Look through the entries. Copy each line that has the word "variants".

[Collected data entries]
- - -

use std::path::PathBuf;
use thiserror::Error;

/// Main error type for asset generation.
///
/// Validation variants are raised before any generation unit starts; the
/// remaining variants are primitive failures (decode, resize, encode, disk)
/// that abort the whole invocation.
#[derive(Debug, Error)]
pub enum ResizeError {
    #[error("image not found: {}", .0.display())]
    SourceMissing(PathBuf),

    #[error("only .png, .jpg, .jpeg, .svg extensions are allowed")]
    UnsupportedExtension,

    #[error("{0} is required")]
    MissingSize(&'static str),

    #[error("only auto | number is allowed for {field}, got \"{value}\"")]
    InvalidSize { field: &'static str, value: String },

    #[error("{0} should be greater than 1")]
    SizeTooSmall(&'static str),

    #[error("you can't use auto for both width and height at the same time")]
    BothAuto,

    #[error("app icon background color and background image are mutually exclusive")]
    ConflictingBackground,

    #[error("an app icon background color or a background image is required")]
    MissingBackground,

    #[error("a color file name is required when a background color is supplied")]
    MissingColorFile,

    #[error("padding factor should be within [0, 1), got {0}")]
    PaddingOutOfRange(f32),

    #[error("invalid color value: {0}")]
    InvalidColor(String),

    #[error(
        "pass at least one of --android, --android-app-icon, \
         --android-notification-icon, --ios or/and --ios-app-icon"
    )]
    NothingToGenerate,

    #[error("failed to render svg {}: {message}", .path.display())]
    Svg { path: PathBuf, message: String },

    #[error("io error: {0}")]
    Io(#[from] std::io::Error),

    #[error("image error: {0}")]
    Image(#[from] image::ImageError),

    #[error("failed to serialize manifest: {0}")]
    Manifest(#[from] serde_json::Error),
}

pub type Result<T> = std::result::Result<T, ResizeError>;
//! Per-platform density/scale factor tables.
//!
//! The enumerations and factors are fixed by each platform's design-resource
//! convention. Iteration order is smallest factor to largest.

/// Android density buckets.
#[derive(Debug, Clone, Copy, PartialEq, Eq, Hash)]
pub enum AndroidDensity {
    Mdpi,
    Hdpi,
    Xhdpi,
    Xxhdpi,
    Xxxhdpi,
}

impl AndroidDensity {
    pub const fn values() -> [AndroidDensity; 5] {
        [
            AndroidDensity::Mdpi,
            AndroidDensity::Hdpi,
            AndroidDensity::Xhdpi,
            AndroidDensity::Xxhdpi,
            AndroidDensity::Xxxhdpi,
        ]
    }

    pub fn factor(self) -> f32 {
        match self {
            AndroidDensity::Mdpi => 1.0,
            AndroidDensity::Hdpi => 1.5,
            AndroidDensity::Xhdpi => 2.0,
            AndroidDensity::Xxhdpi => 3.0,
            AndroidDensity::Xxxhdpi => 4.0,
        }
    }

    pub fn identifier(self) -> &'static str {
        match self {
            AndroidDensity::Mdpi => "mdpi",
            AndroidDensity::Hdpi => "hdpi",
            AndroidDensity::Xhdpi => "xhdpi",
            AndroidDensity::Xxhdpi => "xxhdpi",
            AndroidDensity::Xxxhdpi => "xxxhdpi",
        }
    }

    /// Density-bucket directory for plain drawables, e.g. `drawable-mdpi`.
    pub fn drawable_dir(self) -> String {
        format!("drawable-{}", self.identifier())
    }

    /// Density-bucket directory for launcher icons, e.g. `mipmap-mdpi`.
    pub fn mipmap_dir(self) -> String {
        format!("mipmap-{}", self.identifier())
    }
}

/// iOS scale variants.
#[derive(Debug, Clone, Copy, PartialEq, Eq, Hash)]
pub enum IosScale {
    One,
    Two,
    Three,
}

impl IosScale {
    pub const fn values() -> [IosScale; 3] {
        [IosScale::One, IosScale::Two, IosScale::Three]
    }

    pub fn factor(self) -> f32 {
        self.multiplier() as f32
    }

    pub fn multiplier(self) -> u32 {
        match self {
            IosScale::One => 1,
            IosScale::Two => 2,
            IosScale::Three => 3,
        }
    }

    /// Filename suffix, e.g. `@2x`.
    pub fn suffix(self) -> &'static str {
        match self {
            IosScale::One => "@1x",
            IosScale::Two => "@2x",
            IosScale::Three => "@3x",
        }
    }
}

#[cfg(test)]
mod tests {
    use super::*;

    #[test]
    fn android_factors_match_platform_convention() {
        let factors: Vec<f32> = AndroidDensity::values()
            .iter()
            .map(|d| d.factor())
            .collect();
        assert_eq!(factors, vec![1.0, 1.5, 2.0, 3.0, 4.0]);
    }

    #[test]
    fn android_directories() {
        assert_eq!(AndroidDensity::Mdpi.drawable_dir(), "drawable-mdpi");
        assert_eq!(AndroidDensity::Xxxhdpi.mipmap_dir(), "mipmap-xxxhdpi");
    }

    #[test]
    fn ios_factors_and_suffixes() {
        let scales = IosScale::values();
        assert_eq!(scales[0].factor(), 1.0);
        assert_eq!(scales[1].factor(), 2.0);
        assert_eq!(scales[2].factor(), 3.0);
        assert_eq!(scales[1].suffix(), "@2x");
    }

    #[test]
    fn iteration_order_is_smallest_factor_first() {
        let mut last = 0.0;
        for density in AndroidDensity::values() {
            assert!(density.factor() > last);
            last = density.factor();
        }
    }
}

- - -

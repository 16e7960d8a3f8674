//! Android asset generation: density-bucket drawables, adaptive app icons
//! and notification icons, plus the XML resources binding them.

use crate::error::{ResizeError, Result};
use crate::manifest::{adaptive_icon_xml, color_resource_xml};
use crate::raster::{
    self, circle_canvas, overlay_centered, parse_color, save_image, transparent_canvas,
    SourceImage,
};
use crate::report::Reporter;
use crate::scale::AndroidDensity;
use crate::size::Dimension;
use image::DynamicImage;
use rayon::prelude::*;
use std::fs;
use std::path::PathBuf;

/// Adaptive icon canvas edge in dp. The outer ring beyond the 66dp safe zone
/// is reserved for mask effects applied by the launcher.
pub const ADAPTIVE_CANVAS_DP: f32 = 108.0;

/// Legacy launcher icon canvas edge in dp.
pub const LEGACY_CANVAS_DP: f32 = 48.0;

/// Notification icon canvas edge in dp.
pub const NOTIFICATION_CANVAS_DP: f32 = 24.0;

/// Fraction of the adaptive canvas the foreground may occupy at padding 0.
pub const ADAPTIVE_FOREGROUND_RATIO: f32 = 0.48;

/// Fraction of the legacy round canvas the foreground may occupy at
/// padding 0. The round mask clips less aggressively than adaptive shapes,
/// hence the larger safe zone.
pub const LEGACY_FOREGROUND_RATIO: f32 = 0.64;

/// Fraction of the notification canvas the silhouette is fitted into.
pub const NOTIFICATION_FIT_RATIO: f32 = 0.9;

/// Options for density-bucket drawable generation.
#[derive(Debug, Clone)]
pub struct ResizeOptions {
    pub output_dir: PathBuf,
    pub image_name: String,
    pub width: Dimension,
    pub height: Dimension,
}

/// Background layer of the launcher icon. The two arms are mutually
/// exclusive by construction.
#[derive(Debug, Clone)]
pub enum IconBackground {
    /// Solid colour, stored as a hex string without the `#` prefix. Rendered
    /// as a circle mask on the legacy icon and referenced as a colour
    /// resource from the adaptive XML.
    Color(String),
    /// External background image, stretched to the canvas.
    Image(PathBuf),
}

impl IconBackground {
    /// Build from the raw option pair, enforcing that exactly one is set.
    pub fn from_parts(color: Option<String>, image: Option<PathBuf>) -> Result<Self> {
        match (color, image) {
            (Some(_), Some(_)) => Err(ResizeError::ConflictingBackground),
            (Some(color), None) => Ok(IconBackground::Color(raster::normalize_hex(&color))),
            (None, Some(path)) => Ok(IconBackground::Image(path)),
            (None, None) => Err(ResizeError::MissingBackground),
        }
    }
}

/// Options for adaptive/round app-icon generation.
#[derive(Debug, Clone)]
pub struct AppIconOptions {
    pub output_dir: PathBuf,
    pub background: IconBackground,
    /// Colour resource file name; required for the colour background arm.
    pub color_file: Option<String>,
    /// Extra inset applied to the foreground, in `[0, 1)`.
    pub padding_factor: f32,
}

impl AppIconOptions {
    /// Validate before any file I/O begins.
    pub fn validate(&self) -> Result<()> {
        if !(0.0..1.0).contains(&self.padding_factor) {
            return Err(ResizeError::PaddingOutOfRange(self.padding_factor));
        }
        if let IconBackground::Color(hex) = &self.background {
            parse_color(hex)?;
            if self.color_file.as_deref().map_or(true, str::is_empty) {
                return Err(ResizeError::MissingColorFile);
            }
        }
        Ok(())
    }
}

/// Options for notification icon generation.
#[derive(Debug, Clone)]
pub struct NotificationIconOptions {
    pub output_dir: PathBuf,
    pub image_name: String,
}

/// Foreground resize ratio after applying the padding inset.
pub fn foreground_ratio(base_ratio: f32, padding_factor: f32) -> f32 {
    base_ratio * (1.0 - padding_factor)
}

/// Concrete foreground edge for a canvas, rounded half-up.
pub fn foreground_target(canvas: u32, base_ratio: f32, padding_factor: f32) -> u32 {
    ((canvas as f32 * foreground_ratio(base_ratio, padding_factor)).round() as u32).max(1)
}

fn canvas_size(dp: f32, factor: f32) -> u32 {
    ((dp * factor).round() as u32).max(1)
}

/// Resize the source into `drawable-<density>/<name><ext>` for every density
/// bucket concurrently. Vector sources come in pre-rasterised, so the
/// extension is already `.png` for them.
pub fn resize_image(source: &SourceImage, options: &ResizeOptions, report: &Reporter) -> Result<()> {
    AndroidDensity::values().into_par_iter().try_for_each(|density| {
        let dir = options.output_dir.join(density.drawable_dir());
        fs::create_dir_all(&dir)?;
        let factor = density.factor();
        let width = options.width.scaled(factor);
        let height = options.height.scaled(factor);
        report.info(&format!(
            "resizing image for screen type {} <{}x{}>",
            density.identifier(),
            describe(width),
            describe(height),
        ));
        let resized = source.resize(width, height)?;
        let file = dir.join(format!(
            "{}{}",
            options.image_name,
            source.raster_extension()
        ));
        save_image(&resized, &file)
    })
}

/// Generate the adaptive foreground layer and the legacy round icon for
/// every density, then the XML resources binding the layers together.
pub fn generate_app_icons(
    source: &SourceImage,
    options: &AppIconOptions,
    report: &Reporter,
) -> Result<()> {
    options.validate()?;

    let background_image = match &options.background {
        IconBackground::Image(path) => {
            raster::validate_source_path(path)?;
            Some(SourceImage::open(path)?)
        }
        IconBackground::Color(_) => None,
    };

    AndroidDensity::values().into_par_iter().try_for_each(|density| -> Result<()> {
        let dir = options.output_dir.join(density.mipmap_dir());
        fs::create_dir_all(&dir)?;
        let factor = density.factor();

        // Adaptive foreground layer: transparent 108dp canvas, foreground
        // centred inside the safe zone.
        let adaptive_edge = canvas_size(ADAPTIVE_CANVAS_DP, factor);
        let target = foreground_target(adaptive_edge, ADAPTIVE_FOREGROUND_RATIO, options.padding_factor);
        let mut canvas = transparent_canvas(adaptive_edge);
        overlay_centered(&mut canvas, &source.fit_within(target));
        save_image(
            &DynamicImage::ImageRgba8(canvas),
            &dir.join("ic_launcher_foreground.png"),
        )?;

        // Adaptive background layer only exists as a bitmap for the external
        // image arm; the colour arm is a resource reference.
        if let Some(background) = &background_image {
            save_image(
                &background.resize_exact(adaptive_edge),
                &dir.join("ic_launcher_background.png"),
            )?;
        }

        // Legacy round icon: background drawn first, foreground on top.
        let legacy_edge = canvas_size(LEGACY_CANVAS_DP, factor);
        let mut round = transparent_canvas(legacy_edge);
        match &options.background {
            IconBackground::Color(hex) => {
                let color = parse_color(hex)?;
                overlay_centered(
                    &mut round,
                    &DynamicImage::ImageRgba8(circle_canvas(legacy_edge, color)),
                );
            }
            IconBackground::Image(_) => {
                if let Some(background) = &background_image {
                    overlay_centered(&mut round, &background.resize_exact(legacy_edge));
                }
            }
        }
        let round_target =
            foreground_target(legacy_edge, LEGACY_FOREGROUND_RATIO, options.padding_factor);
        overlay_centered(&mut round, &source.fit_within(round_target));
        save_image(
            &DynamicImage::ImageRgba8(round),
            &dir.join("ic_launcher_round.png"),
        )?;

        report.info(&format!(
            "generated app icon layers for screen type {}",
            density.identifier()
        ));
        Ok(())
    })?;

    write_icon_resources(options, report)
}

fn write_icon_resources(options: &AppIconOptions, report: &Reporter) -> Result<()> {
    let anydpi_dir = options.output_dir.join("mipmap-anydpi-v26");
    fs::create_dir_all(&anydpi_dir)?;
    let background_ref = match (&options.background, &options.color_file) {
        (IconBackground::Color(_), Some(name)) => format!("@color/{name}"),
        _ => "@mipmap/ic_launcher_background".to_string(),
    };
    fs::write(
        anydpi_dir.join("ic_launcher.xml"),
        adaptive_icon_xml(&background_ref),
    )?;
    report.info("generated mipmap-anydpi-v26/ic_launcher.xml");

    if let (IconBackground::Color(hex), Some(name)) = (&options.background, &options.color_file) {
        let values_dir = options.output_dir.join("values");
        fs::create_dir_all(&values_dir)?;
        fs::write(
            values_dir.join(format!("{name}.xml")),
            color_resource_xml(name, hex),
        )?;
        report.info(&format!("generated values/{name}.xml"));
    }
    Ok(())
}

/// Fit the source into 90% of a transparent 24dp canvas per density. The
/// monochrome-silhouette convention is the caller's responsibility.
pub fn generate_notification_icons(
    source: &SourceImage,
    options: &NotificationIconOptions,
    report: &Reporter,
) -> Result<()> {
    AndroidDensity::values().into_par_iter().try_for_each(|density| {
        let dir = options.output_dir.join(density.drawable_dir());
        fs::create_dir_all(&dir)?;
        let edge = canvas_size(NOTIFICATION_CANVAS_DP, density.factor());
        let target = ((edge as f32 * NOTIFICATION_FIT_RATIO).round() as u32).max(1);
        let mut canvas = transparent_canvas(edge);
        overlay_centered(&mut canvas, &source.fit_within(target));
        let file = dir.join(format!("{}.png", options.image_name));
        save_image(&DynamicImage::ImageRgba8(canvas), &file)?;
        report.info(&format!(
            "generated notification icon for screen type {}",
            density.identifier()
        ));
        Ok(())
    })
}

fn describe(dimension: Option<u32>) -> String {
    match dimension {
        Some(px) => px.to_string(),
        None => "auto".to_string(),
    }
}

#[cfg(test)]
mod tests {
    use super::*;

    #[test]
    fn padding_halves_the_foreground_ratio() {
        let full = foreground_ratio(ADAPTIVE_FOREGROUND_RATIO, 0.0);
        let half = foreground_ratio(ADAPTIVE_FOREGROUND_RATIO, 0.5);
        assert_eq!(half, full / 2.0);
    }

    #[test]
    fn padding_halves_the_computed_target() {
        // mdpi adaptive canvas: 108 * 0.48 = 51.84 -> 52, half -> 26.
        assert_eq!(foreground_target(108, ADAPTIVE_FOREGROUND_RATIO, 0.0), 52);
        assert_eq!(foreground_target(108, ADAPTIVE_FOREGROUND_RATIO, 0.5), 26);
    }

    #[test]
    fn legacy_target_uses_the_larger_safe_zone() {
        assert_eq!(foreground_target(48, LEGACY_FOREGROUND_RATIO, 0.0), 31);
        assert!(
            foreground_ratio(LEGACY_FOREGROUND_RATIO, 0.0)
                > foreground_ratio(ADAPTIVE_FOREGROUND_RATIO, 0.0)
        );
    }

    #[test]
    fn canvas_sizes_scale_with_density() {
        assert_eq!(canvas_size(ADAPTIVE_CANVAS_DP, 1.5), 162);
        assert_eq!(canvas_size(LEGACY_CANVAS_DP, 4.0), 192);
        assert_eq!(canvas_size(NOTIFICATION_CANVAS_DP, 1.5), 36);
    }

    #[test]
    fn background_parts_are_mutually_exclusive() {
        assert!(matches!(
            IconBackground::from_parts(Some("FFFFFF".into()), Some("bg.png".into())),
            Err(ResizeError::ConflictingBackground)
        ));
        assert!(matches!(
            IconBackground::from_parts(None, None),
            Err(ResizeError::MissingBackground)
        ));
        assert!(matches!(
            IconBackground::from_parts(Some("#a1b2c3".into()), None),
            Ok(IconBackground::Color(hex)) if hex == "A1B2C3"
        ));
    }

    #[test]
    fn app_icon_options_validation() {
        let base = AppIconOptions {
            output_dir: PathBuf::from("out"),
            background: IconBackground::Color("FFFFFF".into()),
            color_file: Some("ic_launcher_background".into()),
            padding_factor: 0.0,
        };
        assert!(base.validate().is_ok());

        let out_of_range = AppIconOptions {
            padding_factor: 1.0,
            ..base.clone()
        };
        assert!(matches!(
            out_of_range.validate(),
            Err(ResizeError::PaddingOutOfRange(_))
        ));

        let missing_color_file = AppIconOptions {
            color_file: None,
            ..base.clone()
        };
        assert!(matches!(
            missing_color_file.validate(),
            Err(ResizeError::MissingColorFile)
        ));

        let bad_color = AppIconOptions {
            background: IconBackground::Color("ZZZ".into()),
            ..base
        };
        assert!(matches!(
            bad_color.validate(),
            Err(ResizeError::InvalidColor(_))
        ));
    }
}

- - -

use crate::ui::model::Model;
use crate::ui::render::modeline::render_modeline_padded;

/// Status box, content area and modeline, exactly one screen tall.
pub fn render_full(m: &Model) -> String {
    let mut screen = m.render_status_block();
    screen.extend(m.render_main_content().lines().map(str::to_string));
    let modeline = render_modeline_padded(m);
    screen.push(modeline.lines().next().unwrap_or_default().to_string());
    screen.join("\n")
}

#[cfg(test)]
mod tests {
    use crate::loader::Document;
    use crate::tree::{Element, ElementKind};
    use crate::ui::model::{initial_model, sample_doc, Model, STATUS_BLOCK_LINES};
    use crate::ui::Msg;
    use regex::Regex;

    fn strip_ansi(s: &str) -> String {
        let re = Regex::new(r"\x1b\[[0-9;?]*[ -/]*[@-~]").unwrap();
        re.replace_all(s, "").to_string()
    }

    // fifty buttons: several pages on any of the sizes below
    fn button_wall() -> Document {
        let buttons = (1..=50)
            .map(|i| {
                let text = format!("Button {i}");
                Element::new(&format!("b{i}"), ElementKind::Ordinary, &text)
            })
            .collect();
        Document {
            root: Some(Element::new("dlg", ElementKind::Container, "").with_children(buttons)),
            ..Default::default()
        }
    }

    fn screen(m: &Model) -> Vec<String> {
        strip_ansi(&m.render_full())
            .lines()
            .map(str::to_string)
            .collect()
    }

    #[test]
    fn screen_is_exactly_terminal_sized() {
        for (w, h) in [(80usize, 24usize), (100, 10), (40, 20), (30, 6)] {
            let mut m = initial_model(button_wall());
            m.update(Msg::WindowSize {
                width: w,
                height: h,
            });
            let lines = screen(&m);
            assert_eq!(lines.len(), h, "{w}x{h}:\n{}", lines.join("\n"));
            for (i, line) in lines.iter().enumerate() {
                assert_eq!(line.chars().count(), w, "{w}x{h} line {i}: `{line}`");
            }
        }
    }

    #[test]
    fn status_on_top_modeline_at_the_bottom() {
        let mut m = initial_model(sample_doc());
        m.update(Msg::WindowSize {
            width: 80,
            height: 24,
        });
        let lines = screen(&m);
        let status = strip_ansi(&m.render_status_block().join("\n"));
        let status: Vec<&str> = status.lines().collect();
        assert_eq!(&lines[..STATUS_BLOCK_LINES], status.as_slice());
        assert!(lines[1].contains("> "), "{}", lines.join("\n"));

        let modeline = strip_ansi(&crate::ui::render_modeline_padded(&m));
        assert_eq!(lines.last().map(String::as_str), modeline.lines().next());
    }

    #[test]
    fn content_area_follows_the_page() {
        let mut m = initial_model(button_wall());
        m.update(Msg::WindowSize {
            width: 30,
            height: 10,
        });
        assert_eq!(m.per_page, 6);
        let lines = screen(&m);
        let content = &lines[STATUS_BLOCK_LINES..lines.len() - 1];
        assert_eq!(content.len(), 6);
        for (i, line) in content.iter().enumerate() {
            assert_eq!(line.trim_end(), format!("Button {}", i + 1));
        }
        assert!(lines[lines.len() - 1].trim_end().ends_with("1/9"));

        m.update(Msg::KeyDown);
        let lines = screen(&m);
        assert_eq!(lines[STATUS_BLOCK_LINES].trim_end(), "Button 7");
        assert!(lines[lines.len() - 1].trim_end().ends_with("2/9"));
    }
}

- - -

# Your solution:
/// Validation variants are raised before any generation unit starts; the
/// remaining variants are primitive failures (decode, resize, encode, disk)
/// iOS scale variants.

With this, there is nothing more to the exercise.